Kubernetes hardening is a discipline, not a setting. The CIS Kubernetes Benchmark covers 110 control checks across master, etcd, worker, and policies. The NSA/CISA Kubernetes Hardening Guidance v1.2 adds a defender-focused frame. Kubernetes' own Pod Security Standards (Privileged, Baseline, Restricted) replaced Pod Security Policies, deprecated since 1.21 and removed in 1.25. Baseline and Restricted are the targets for production namespaces.
Cluster hardening starts with the control plane. Use a managed Kubernetes service (EKS, GKE, AKS) where the cluster operator does not run etcd or the API server — that removes a class of CIS findings. For self-managed clusters, etcd must be encrypted at rest with KMS-backed keys, restricted to control plane network only, and authenticated with mTLS. Disable anonymous authentication on the API server, enable audit logging at the metadata level minimum, and rotate kubelet client certificates automatically.
Network and runtime second. Apply NetworkPolicies — the default in Kubernetes is all-namespaces-can-talk-to-all-namespaces, the opposite of zero trust. Calico, Cilium, or the cloud CNI (e.g. AWS VPC CNI with the Network Policy add-on) implement them. Enforce Pod Security Standards via the built-in admission plugin in 1.25+ or via Kyverno or OPA Gatekeeper for finer policy: no privileged containers, no host network, no host PID, immutable root filesystem where possible, runAsNonRoot enforced. Falco or Tetragon provides runtime detection on syscalls and containers.

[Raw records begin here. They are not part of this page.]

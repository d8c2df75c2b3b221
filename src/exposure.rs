//! Exposure summaries of simulated concentration profiles.
//!
//! Areas are accumulated segment by segment:
//!
//! ```text
//! Linear:                AUC = (C₁ + C₂) / 2 × Δt
//! Log down (C₂ < C₁):    AUC = (C₁ - C₂) × Δt / ln(C₁ / C₂)
//! ```

use serde::{Deserialize, Serialize};

use crate::models::pk::PLASMA_DRUG;
use crate::simulator::Trajectory;

/// How the area between two samples is accumulated.
#[derive(Debug, Clone, Copy, PartialEq, Eq, Default, Serialize, Deserialize)]
pub enum AUCMethod {
    /// Trapezoids everywhere
    Linear,
    /// Trapezoids while rising, exponential interpolation while falling
    #[default]
    LinUpLogDown,
}

impl AUCMethod {
    /// Area under the segment from `(t1, c1)` to `(t2, c2)`, zero when `t2 <= t1`.
    fn segment_area(self, (t1, c1): (f64, f64), (t2, c2): (f64, f64)) -> f64 {
        let dt = t2 - t1;
        let falling = c2 > 0.0 && c1 / c2 - 1.0 > 1e-10;
        match self {
            _ if dt <= 0.0 => 0.0,
            AUCMethod::LinUpLogDown if falling => (c1 - c2) * dt / (c1 / c2).ln(),
            _ => 0.5 * (c1 + c2) * dt,
        }
    }
}

/// Peak concentration, time of peak and area under the curve of a profile.
#[derive(Debug, Clone, Copy, PartialEq, Serialize, Deserialize)]
pub struct PlasmaExposure {
    pub cmax: f64,
    pub tmax: f64,
    pub auc: f64,
}

impl PlasmaExposure {
    /// Summarise `concentrations` sampled at `times` (sorted ascending).
    ///
    /// Returns `None` for an empty profile or mismatched lengths. The first
    /// occurrence of the maximum defines `tmax`.
    pub fn from_profile(times: &[f64], concentrations: &[f64], method: AUCMethod) -> Option<Self> {
        if times.is_empty() || times.len() != concentrations.len() {
            return None;
        }

        let (imax, cmax) = concentrations.iter().copied().enumerate().fold(
            (0, f64::NEG_INFINITY),
            |(ib, cb), (i, c)| if c > cb { (i, c) } else { (ib, cb) },
        );

        let auc = times
            .windows(2)
            .zip(concentrations.windows(2))
            .map(|(t, c)| method.segment_area((t[0], c[0]), (t[1], c[1])))
            .sum::<f64>();

        Some(Self {
            cmax,
            tmax: times[imax],
            auc,
        })
    }

    /// Summarise the plasma compartment of a pharmacokinetic trajectory.
    ///
    /// Units follow the model: mg/m³ for `cmax`, s for `tmax` and mg·s/m³ for `auc`.
    pub fn from_trajectory(trajectory: &Trajectory, method: AUCMethod) -> Option<Self> {
        let times = trajectory.times().to_vec();
        let plasma = trajectory.component(PLASMA_DRUG).to_vec();
        Self::from_profile(&times, &plasma, method)
    }
}

#[cfg(test)]
mod tests {
    use super::*;
    use approx::assert_relative_eq;

    #[test]
    fn segment_areas() {
        use AUCMethod::*;
        assert_relative_eq!(Linear.segment_area((0.0, 10.0), (1.0, 8.0)), 9.0);
        assert_relative_eq!(
            LinUpLogDown.segment_area((0.0, 10.0), (1.0, 8.0)),
            2.0 / (10.0_f64 / 8.0).ln()
        );
        // rising, flat and drained segments stay trapezoidal
        assert_relative_eq!(LinUpLogDown.segment_area((0.0, 2.0), (2.0, 4.0)), 6.0);
        assert_relative_eq!(LinUpLogDown.segment_area((0.0, 3.0), (2.0, 3.0)), 6.0);
        assert_relative_eq!(LinUpLogDown.segment_area((0.0, 4.0), (2.0, 0.0)), 4.0);
        assert_eq!(Linear.segment_area((1.0, 2.0), (1.0, 4.0)), 0.0);
    }

    #[test]
    fn profile_summary() {
        let times = [0.0, 1.0, 2.0, 4.0, 8.0];
        let concs = [0.0, 10.0, 8.0, 4.0, 1.0];
        let exposure = PlasmaExposure::from_profile(&times, &concs, AUCMethod::Linear).unwrap();
        assert_eq!(exposure.cmax, 10.0);
        assert_eq!(exposure.tmax, 1.0);
        assert_relative_eq!(exposure.auc, 5.0 + 9.0 + 12.0 + 10.0);
    }

    #[test]
    fn log_down_is_below_linear_for_decay() {
        let times: Vec<f64> = (0..10).map(|i| i as f64).collect();
        let concs: Vec<f64> = times.iter().map(|t| 100.0 * (-0.5 * t).exp()).collect();
        let linear = PlasmaExposure::from_profile(&times, &concs, AUCMethod::Linear).unwrap();
        let log = PlasmaExposure::from_profile(&times, &concs, AUCMethod::LinUpLogDown).unwrap();
        let exact = 200.0 * (1.0 - (-4.5_f64).exp());
        assert!(log.auc < linear.auc);
        assert_relative_eq!(log.auc, exact, max_relative = 1e-10);
    }

    #[test]
    fn empty_or_mismatched_profiles() {
        assert!(PlasmaExposure::from_profile(&[], &[], AUCMethod::Linear).is_none());
        assert!(PlasmaExposure::from_profile(&[0.0, 1.0], &[1.0], AUCMethod::Linear).is_none());
    }
}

Supply chain and secrets third. Sign images with Sigstore cosign and verify on admission with Kyverno verify-images or Connaisseur. Scan container images with Trivy, Grype, or commercial scanners (Snyk, Wiz, Prisma Cloud) and block deployment of high-severity CVEs. Store secrets in an external secret manager — HashiCorp Vault, AWS Secrets Manager, Azure Key Vault, GCP Secret Manager — and inject via External Secrets Operator or CSI driver, never as plain etcd Secret objects which are merely base64-encoded. Use namespace-scoped service accounts with the minimum required RBAC; the default service account should never have permissions.